The response body will be passed to the write callback and the response headers to the header callback.
Virtually all libcurl-using applications need to set at least one of those callbacks instructing libcurl what to do with received headers and data.
libcurl offers the curl_easy_getinfo()
function that allows an application
to query libcurl for information from the previously performed transfer.
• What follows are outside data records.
pub mod api;
pub mod charts;
pub mod commands;
pub mod db;
pub mod error;
pub mod events;
pub mod export;
pub mod filters;
pub mod history;
pub mod keychain;
pub mod migrations;
pub mod options;
pub mod rca;
pub mod refresh;
pub mod requests;
pub mod session;
pub mod state;
pub mod timerange;
pub mod types;
pub mod watcher;
pub mod zoom;

use tracing_subscriber::EnvFilter;

/// Initialize structured logging with tracing.
/// Respects RUST_LOG env var; defaults to `info` level for the rcaview crate.
pub fn init_tracing() {
    let filter = EnvFilter::try_from_default_env()
        .unwrap_or_else(|_| EnvFilter::new("rcaview=info,rcaview_lib=info"));

    tracing_subscriber::fmt()
        .with_env_filter(filter)
        .with_target(true)
        .with_thread_ids(false)
        .with_file(false)
        .with_line_number(false)
        .init();
}

/// Load `.env` from the project root (parent of src-tauri/).
pub fn load_dotenv() {
    let manifest_dir = std::path::Path::new(env!("CARGO_MANIFEST_DIR"));
    let project_root = manifest_dir.parent().unwrap_or(manifest_dir);
    dotenvy::from_path(project_root.join(".env")).ok();
}

/// Open the database under `data_dir` and bring the schema up to date.
pub fn open_store(data_dir: &std::path::Path) -> error::Result<db::DbPool> {
    let db_path = data_dir.join("state").join("rcaview.sqlite");
    let pool = db::create_pool(&db_path)?;
    db::init_db(&pool)?;
    migrations::run_pending(&pool)?;
    Ok(pool)
}

/// Forward watcher events: config file edits are imported and announced,
/// new exports are announced.
#[cfg(feature = "desktop")]
fn spawn_file_watch(app: tauri::AppHandle, pool: db::DbPool, data_dir: std::path::PathBuf) {
    use notify::{RecursiveMode, Watcher};
    use tauri::Manager;

    let config_path = watcher::config_file_path(&data_dir);
    let exports = export::export_dir(&data_dir);
    if let Err(e) = std::fs::create_dir_all(&exports) {
        tracing::warn!(error = %e, "cannot create export dir, file watch disabled");
        return;
    }
    let (tx, rx) = std::sync::mpsc::channel();
    let mut fs_watcher = match watcher::create_watcher(tx, config_path.clone(), exports.clone()) {
        Ok(w) => w,
        Err(e) => {
            tracing::warn!(error = %e, "file watcher unavailable");
            return;
        }
    };
    for dir in [&data_dir, &exports] {
        if let Err(e) = fs_watcher.watch(dir, RecursiveMode::NonRecursive) {
            tracing::warn!(error = %e, dir = %dir.display(), "cannot watch directory");
        }
    }

    std::thread::spawn(move || {
        let _keep_alive = fs_watcher;
        for event in rx {
            match event {
                watcher::WatchEvent::ConfigChanged => {
                    match commands::config::config_import_file(&pool, &config_path) {
                        Ok(config) => {
                            let config = commands::config::apply_env_overrides(config);
                            let app_state = app.state::<state::AppState>();
                            if let Err(e) = app_state.reconfigure(&config) {
                                tracing::warn!(error = %e, "config file rejected");
                                continue;
                            }
                            events::emit_event(&app, events::event_names::CONFIG_CHANGED, config).ok();
                        }
                        Err(e) => tracing::warn!(error = %e, "failed to import config file"),
                    }
                }
                watcher::WatchEvent::ExportChanged { path } => {
                    tracing::debug!(path = %path.display(), "export file changed");
                }
            }
        }
    });
}

#[cfg(feature = "desktop")]
#[cfg_attr(mobile, tauri::mobile_entry_point)]
pub fn run() {
    init_tracing();
    load_dotenv();

    let data_dir = db::rcaview_data_dir().expect("Failed to resolve data directory");
    let pool = open_store(&data_dir).expect("Failed to initialize database");

    let config_path = watcher::config_file_path(&data_dir);
    if config_path.exists() {
        if let Err(e) = commands::config::config_import_file(&pool, &config_path) {
            tracing::warn!(error = %e, "ignoring dashboard.json");
        }
    }
    let config = commands::config::config_get_db(&pool)
        .map(commands::config::apply_env_overrides)
        .expect("Failed to load dashboard config");
    let app_state = state::AppState::new(
        &config,
        keychain::resolve_token(),
        data_dir.clone(),
        timerange::local_now(),
    )
    .expect("Failed to build dashboard state");

    let watch_pool = pool.clone();
    tauri::Builder::default()
        .plugin(tauri_plugin_opener::init())
        .manage(pool)
        .manage(app_state)
        .setup(move |app| {
            spawn_file_watch(app.handle().clone(), watch_pool, data_dir);
            Ok(())
        })
        .invoke_handler(tauri::generate_handler![
            commands::config::config_get,
            commands::config::config_update,
            commands::credentials::credentials_set,
            commands::credentials::credentials_exists,
            commands::credentials::credentials_delete,
            commands::dashboard::session_view,
            commands::dashboard::session_to_url,
            commands::dashboard::session_from_url,
            commands::dashboard::time_range_select,
            commands::dashboard::zoom_in,
            commands::dashboard::zoom_out,
            commands::dashboard::chart_zoom,
            commands::dashboard::chart_reset_zoom,
            commands::dashboard::data_source_switch,
            commands::dashboard::series_scales_set,
            commands::dashboard::filters_apply,
            commands::dashboard::filters_reset,
            commands::dashboard::table_sort,
            commands::dashboard::table_page,
            commands::dashboard::rca_scroll,
            commands::dashboard::refresh_toggle,
            commands::fetch::history_fetch,
            commands::fetch::series_fetch,
            commands::fetch::options_load,
            commands::fetch::rca_tree_fetch,
            commands::fetch::rca_select,
            commands::fetch::export_csv,
            commands::fetch::exports_recent,
        ])
        .run(tauri::generate_context!())
        .expect("error while running tauri application");
}

#[cfg(test)]
mod tests {
    use super::*;

    #[test]
    fn open_store_creates_schema() {
        let dir = tempfile::tempdir().unwrap();
        let pool = open_store(dir.path()).unwrap();
        assert!(dir.path().join("state").join("rcaview.sqlite").exists());
        assert_eq!(
            migrations::applied(&pool).unwrap().len(),
            migrations::all_migrations().len()
        );
        // Opening again is a no-op.
        open_store(dir.path()).unwrap();
    }
}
Sometimes an application just want to know the size of the data. The size of
a response as told by the server headers can be extracted with
curl_easy_getinfo()
like this:
curl_off_t size;
curl_easy_getinfo(curl, CURLINFO_CONTENT_LENGTH_DOWNLOAD_T, &size);
If you can wait until after the transfer is already done, which also is a more reliable way since not all URLs will provide the size up front (like for example for servers that generate content on demand) you can instead ask for the amount of downloaded data in the most recent transfer.
curl_off_t size;
curl_easy_getinfo(curl, CURLINFO_SIZE_DOWNLOAD_T, &size);
Every HTTP response starts off with a single line that contains the HTTP response code. It is a three digit number that contains the server's idea of the status for the request. The numbers are detailed in the HTTP standard specifications but they are divided into ranges that work like this:
Code | Meaning |
---|---|
1xx | Transient code, a new one follows |
2xx | Things are OK |
3xx | The content is somewhere else |
4xx | Failed because of a client problem |
5xx | Failed because of a server problem |
You can extract the response code after a transfer like this
long code;
curl_easy_getinfo(curl, CURLINFO_RESPONSE_CODE, &code);
While the response code numbers can include numbers (in the 4xx and 5xx ranges) which the server uses to signal that there was an error processing the request, it is important to realize that this will not cause libcurl to return an error.
When libcurl is asked to perform an HTTP transfer it will return an error if that HTTP transfer fails. However, getting an HTTP 404 or the like back is not a problem for libcurl. It is not an HTTP transfer error. A user might be writing a client for testing a server's HTTP responses.
If you insist on curl treating HTTP response codes from 400 and up as errors,
libcurl offers the CURLOPT_FAILONERROR
option that if set instructs curl to
return CURLE_HTTP_RETURNED_ERROR
in this case. It will then return error as
soon as possible and not deliver the response body.